=== Raw data ===

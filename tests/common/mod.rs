//! Shared test fixtures for integration tests: deterministic fake
//! collaborators so no test makes a live network call.

use async_trait::async_trait;
use eld_trip_planner::planner::{Geocoder, GeocodingError, RouteLeg, Router, RoutingError};

/// Geocodes a small fixed set of known cities; anything else is "not found".
pub struct FixtureGeocoder;

#[async_trait]
impl Geocoder for FixtureGeocoder {
    async fn geocode(&self, address: &str) -> Result<(f64, f64), GeocodingError> {
        match address {
            "Chicago, IL" => Ok((41.8781, -87.6298)),
            "Indianapolis, IN" => Ok((39.7684, -86.1581)),
            "Columbus, OH" => Ok((39.9612, -82.9988)),
            "Denver, CO" => Ok((39.7392, -104.9903)),
            "Cheyenne, WY" => Ok((41.1400, -104.8202)),
            other => Err(GeocodingError::NotFound(other.to_string())),
        }
    }
}

/// Returns a fixed distance/duration per leg, independent of the coordinates
/// given — good enough to exercise the orchestrator end to end.
pub struct FixtureRouter {
    pub distance_miles: f64,
    pub duration_minutes: f64,
}

impl FixtureRouter {
    pub fn new(distance_miles: f64, duration_minutes: f64) -> Self {
        Self {
            distance_miles,
            duration_minutes,
        }
    }
}

#[async_trait]
impl Router for FixtureRouter {
    async fn route(
        &self,
        origin: (f64, f64),
        destination: (f64, f64),
    ) -> Result<RouteLeg, RoutingError> {
        Ok(RouteLeg {
            distance_miles: self.distance_miles,
            duration_minutes: self.duration_minutes,
            geometry: vec![[origin.0, origin.1], [destination.0, destination.1]],
        })
    }
}

/// A router that always fails, for exercising error propagation.
pub struct FailingRouter;

#[async_trait]
impl Router for FailingRouter {
    async fn route(
        &self,
        _origin: (f64, f64),
        _destination: (f64, f64),
    ) -> Result<RouteLeg, RoutingError> {
        Err(RoutingError::NoRoute)
    }
}
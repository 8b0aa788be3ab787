//! Geocoding collaborator: resolves a human-readable address into
//! coordinates via the Nominatim (OpenStreetMap) search API.

use async_trait::async_trait;
use serde::Deserialize;

use super::ratelimit::RateLimiter;
use super::types::GeocodingError;

const NOMINATIM_URL: &str = "https://nominatim.openstreetmap.org/search";

/// Converts an address string into `(latitude, longitude)`.
///
/// A trait object so the orchestrator and its tests can swap in a
/// deterministic fake without performing network I/O.
#[async_trait]
pub trait Geocoder: Send + Sync {
    async fn geocode(&self, address: &str) -> Result<(f64, f64), GeocodingError>;
}

#[derive(Debug, Deserialize)]
struct NominatimResult {
    lat: String,
    lon: String,
}

/// Nominatim-backed [`Geocoder`]. No API key required, but Nominatim's usage
/// policy requires a descriptive `User-Agent` and caps requests at
/// 1/second — both are enforced here rather than left to the caller.
pub struct NominatimGeocoder {
    client: reqwest::Client,
    user_agent: String,
    limiter: RateLimiter,
}

impl NominatimGeocoder {
    /// Builds a geocoder sending `user_agent` with every request and
    /// throttled to `requests_per_sec`.
    pub fn new(user_agent: String, requests_per_sec: u32) -> Self {
        Self {
            client: reqwest::Client::new(),
            user_agent,
            limiter: RateLimiter::new(requests_per_sec),
        }
    }
}

#[async_trait]
impl Geocoder for NominatimGeocoder {
    async fn geocode(&self, address: &str) -> Result<(f64, f64), GeocodingError> {
        self.limiter.acquire().await;

        let response = self
            .client
            .get(NOMINATIM_URL)
            .query(&[("q", address), ("format", "json"), ("limit", "1")])
            .header("User-Agent", &self.user_agent)
            .send()
            .await
            .map_err(|e| GeocodingError::Provider(e.to_string()))?;

        if !response.status().is_success() {
            return Err(GeocodingError::Provider(format!(
                "status {}",
                response.status()
            )));
        }

        let results: Vec<NominatimResult> = response
            .json()
            .await
            .map_err(|e| GeocodingError::Provider(e.to_string()))?;

        let coords = parse_first_result(results, address)?;
        tracing::info!(address, lat = coords.0, lng = coords.1, "geocoded address");
        Ok(coords)
    }
}

/// Extracts `(lat, lng)` from the first Nominatim result, separated out of
/// [`NominatimGeocoder::geocode`] so it can be unit-tested without network
/// I/O.
fn parse_first_result(
    results: Vec<NominatimResult>,
    address: &str,
) -> Result<(f64, f64), GeocodingError> {
    let first = results
        .into_iter()
        .next()
        .ok_or_else(|| GeocodingError::NotFound(address.to_string()))?;

    let lat: f64 = first
        .lat
        .parse()
        .map_err(|_| GeocodingError::Provider("invalid latitude in response".to_string()))?;
    let lng: f64 = first
        .lon
        .parse()
        .map_err(|_| GeocodingError::Provider("invalid longitude in response".to_string()))?;

    Ok((lat, lng))
}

===

(What is required) Answer with a single number: the count of lines in the entries that hold the word "NominatimGeocoder".

(Result for this exercise) 4